Brabant A moins de sept mois du prochain scrutin, les Humanistes dressent leur bilan de l’opposition.

"Sans nous, le débat provincial est d’une tristesse et rempli de morosité", tacle Philippe Matthis, conseiller provincial, lors de la présentation du bilan de l’action du collège provincial. "Le CDH a parfois des défauts, j’en conviens. Mais on ne pourra pas nous reprocher, en fin de cette législature, de ne pas avoir alimenté le débat provincial. Prenez les Ecolos. Qu’ont-ils fait ? Rien ! Presque aucune résolution. Les verts sont inexistants. Et en face, on a un PS aux abonnés absents. On n’entend même plus les socialistes défendre leurs dossiers. Ceux qui font vivre le débat politique, c’est le MR et nous autres, le CDH."

Sur la forme, les Humanistes aiment débattre avec leurs rivaux libéraux. Mais sur le fond, le CDH préfère attaquer le MR à fleurets mouchetés. "La législature a été émaillée par plusieurs conflits sociaux, estime Olivier Vanham. Les ouvriers et employés ont fait état de harcèlement au travail. L’administration est politisée. Parmi les cadres, on retrouve beaucoup d’amis et de membres de la famille Michel. Nous réclamons plus de transparence !"

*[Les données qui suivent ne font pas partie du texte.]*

//! Parsing of a single `KEY;VALUE` line.

pub const DELIMITER: u8 = b';';

#[derive(Debug, Clone, PartialEq, thiserror::Error)]
pub enum RecordError {
    #[error("malformed record: {0}")]
    Malformed(Malformed),

    #[error("invalid number {0:?}")]
    InvalidNumber(String),
}

#[derive(Debug, Clone, Copy, PartialEq, Eq, thiserror::Error)]
pub enum Malformed {
    #[error("expected 2 fields, found {0}")]
    FieldCount(usize),

    #[error("empty key")]
    EmptyKey,
}

/// Splits `line` (without its `\n`) into a key and a finite value.
///
/// The key is kept as raw bytes, whatever its encoding. A trailing `\r` is
/// ignored so CRLF files parse the same as LF files. Values are decimal
/// literals with an optional exponent; hexadecimal floats such as `0x1p-2`
/// are not accepted and fail with [`RecordError::InvalidNumber`].
pub fn parse_record(line: &[u8]) -> Result<(&[u8], f64), RecordError> {
    let line = line.strip_suffix(b"\r").unwrap_or(line);

    let sep = match memchr::memchr(DELIMITER, line) {
        Some(sep) => sep,
        None => return Err(RecordError::Malformed(Malformed::FieldCount(1))),
    };
    let (key, value) = (&line[..sep], &line[sep + 1..]);

    let extra = memchr::memchr_iter(DELIMITER, value).count();
    if extra != 0 {
        return Err(RecordError::Malformed(Malformed::FieldCount(extra + 2)));
    }
    if key.is_empty() {
        return Err(RecordError::Malformed(Malformed::EmptyKey));
    }

    match lexical_core::parse::<f64>(value) {
        Ok(v) if v.is_finite() => Ok((key, v)),
        _ => Err(RecordError::InvalidNumber(
            String::from_utf8_lossy(value).into_owned(),
        )),
    }
}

Et au président du collège, Mathieu Michel (MR) de répondre : "C’est faux ! Car à mon arrivée en 2006, j’ai mis en place un service RH avec des procédures pour objectiver la sélection."

Le mister cash de la ville de Wavre

Benoît Thoreau est revenu sur le manque de solidarité de la majorité provinciale MR-PS. "Dans les dépenses de coopération et humanitaire, la Province dépense 0,066 % de son budget ! Même leurs confrères au fédéral font mieux. Par ailleurs, comment expliquer que le Brabant wallon ne dispose toujours pas sur son territoire d’un abri de nuit pour les sans-abri ?"

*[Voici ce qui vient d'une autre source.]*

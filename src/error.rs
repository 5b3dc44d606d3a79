use std::io;
use std::path::PathBuf;

use crate::record::RecordError;

pub type Result<T> = std::result::Result<T, Error>;

#[derive(Debug, thiserror::Error)]
pub enum Error {
    #[error("failed to open {}: {source}", path.display())]
    Open { path: PathBuf, source: io::Error },

    #[error("failed to read input: {0}")]
    Io(#[from] io::Error),

    /// An unterminated line grew past the configured limit.
    #[error("line exceeds {limit} bytes without a line break")]
    LineTooLong { limit: usize },

    /// Only raised by the strict sequential mode.
    #[error("line {line}: {source}")]
    Record { line: u64, source: RecordError },

    #[error("invalid configuration: {0}")]
    InvalidConfig(String),

    #[error("a pipeline thread panicked")]
    WorkerPanicked,
}
//! Incremental render engine
//!
//! Every tick the engine compares what the application wants on screen (a
//! [`ScreenModel`]) against what it last drew (a [`RenderSnapshot`]) and
//! redraws as little as possible: the whole screen after a view or state
//! change, single text lines when a value changes, and only the footer strip
//! for the scrolling ticker and battery.

mod engine;
pub mod painter;
pub mod pages;
pub mod ticker;

pub use engine::{FooterPass, RenderEngine, RenderPass, RenderReport};
pub use painter::{Painter, Tone};
pub use pages::{FieldSlot, Page, PageWrapper};

use core::fmt::Write;
use core::net::Ipv4Addr;

use heapless::String;

use crate::config::{Config, SSID_MAX_LEN};
use crate::connectivity::{ConnectivityState, LinkStatus};
use crate::power::BatteryReading;
use crate::telemetry::{TelemetryText, truncated};
use crate::ui::View;

pub const ERROR_TEXT_CAPACITY: usize = 48;

/// Address the setup portal serves its page on
pub const PORTAL_URL: &str = "http://192.168.4.1";

/// Everything the screen can show, sampled once per tick
#[derive(Debug, Clone, PartialEq, Eq)]
pub struct ScreenModel {
    pub view: View,
    pub state: ConnectivityState,
    pub link_status: LinkStatus,
    /// Network being joined while connecting
    pub target: String<SSID_MAX_LEN>,
    pub ssid: String<SSID_MAX_LEN>,
    pub address: Option<Ipv4Addr>,
    pub rssi: i32,
    pub error: String<ERROR_TEXT_CAPACITY>,
    pub battery: BatteryReading,
    pub ticker_text: TelemetryText,
    pub ticker_generation: u32,
}

impl Default for ScreenModel {
    fn default() -> Self {
        Self {
            view: View::default(),
            state: ConnectivityState::Connecting,
            link_status: LinkStatus::Idle,
            target: String::new(),
            ssid: String::new(),
            address: None,
            rssi: 0,
            error: String::new(),
            battery: BatteryReading {
                percent: 0,
                charging: false,
            },
            ticker_text: TelemetryText::new(),
            ticker_generation: 0,
        }
    }
}

/// What was last drawn
#[derive(Debug, Clone, PartialEq, Eq)]
pub struct RenderSnapshot {
    pub model: ScreenModel,
    pub scroll_offset: u32,
}

/// Values that can be patched in place without repainting the view
#[derive(Debug, Clone, Copy, PartialEq, Eq)]
pub enum Field {
    LinkStatus,
    Target,
    Ssid,
    Address,
    Rssi,
    Error,
}

impl Field {
    pub const ALL: [Field; 6] = [
        Field::LinkStatus,
        Field::Target,
        Field::Ssid,
        Field::Address,
        Field::Rssi,
        Field::Error,
    ];

    pub fn differs(self, drawn: &ScreenModel, wanted: &ScreenModel) -> bool {
        match self {
            Field::LinkStatus => drawn.link_status != wanted.link_status,
            Field::Target => drawn.target != wanted.target,
            Field::Ssid => drawn.ssid != wanted.ssid,
            Field::Address => drawn.address != wanted.address,
            Field::Rssi => drawn.rssi != wanted.rssi,
            Field::Error => drawn.error != wanted.error,
        }
    }

    pub fn copy(self, from: &ScreenModel, to: &mut ScreenModel) {
        match self {
            Field::LinkStatus => to.link_status = from.link_status,
            Field::Target => to.target = from.target.clone(),
            Field::Ssid => to.ssid = from.ssid.clone(),
            Field::Address => to.address = from.address,
            Field::Rssi => to.rssi = from.rssi,
            Field::Error => to.error = from.error.clone(),
        }
    }

    /// Text shown for this field
    pub fn value_text(self, model: &ScreenModel) -> String<64> {
        let mut out = String::new();
        // Every value fits in 64 bytes
        let _ = match self {
            Field::LinkStatus => out.write_str(model.link_status.label()),
            Field::Target => out.write_str(&model.target),
            Field::Ssid => out.write_str(&model.ssid),
            Field::Address => match model.address {
                Some(address) => write!(out, "{}", address),
                None => out.write_str("--"),
            },
            Field::Rssi => write!(out, "{} dBm", model.rssi),
            Field::Error => out.write_str(&model.error),
        };
        out
    }
}

/// Fixed facts about the device shown on the pages
#[derive(Debug, Clone, PartialEq, Eq)]
pub struct DeviceInfo {
    pub product: String<32>,
    pub hostname: String<32>,
    pub ap_name: String<SSID_MAX_LEN>,
    pub portal_secured: bool,
    pub build: String<32>,
}

impl Default for DeviceInfo {
    fn default() -> Self {
        Self::from_config(&Config::default(), "")
    }
}

impl DeviceInfo {
    pub fn from_config(config: &Config<'_>, build: &str) -> Self {
        Self {
            product: truncated("Core2 Home Automation"),
            hostname: truncated(config.internet.hostname),
            ap_name: truncated(config.portal.ap_name),
            portal_secured: config.portal_password().is_some(),
            build: truncated(build),
        }
    }
}

#[cfg(test)]
mod tests {
    use super::*;

    #[test]
    fn test_field_values() {
        let model = ScreenModel {
            ssid: String::try_from("HomeNet").unwrap(),
            address: Some(Ipv4Addr::new(192, 168, 1, 42)),
            rssi: -58,
            link_status: LinkStatus::ConnectFailed,
            ..Default::default()
        };
        assert_eq!(Field::Ssid.value_text(&model).as_str(), "HomeNet");
        assert_eq!(Field::Address.value_text(&model).as_str(), "192.168.1.42");
        assert_eq!(Field::Rssi.value_text(&model).as_str(), "-58 dBm");
        assert_eq!(Field::LinkStatus.value_text(&model).as_str(), "AUTH FAIL");
        assert_eq!(
            Field::Address.value_text(&ScreenModel::default()).as_str(),
            "--"
        );
    }

    #[test]
    fn test_copy_makes_fields_equal() {
        let drawn = ScreenModel::default();
        let wanted = ScreenModel {
            rssi: -70,
            error: String::try_from("Portal timeout").unwrap(),
            ..Default::default()
        };
        let mut snapshot = drawn.clone();
        for field in Field::ALL {
            if field.differs(&snapshot, &wanted) {
                field.copy(&wanted, &mut snapshot);
            }
        }
        assert_eq!(snapshot, wanted);
    }
}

Côté finances, le CDH pointe des avantages dans les subsides pour la commune de Wavre. "Certes, la Province dépense beaucoup d’argent pour ses communes avec 67 millions d’euros pour cette législature, enchaîne Philippe Matthis. Wavre, sans rien faire, a obtenu 7,2 millions d’euros sous deux législatures. Le BW est devenu le mister cash de la Ville de Wavre. Il demeure un très large sentiment de favoritisme à l’égard de la ville la plus libérale du Brabant wallon."

Pour Mathieu Michel, "Wavre est la capitale de la Province, il est normal qu’on lui octroie ces subsides. De même pour Ottignies-LLN, dont nous avons décidé de faire une capitale culturelle".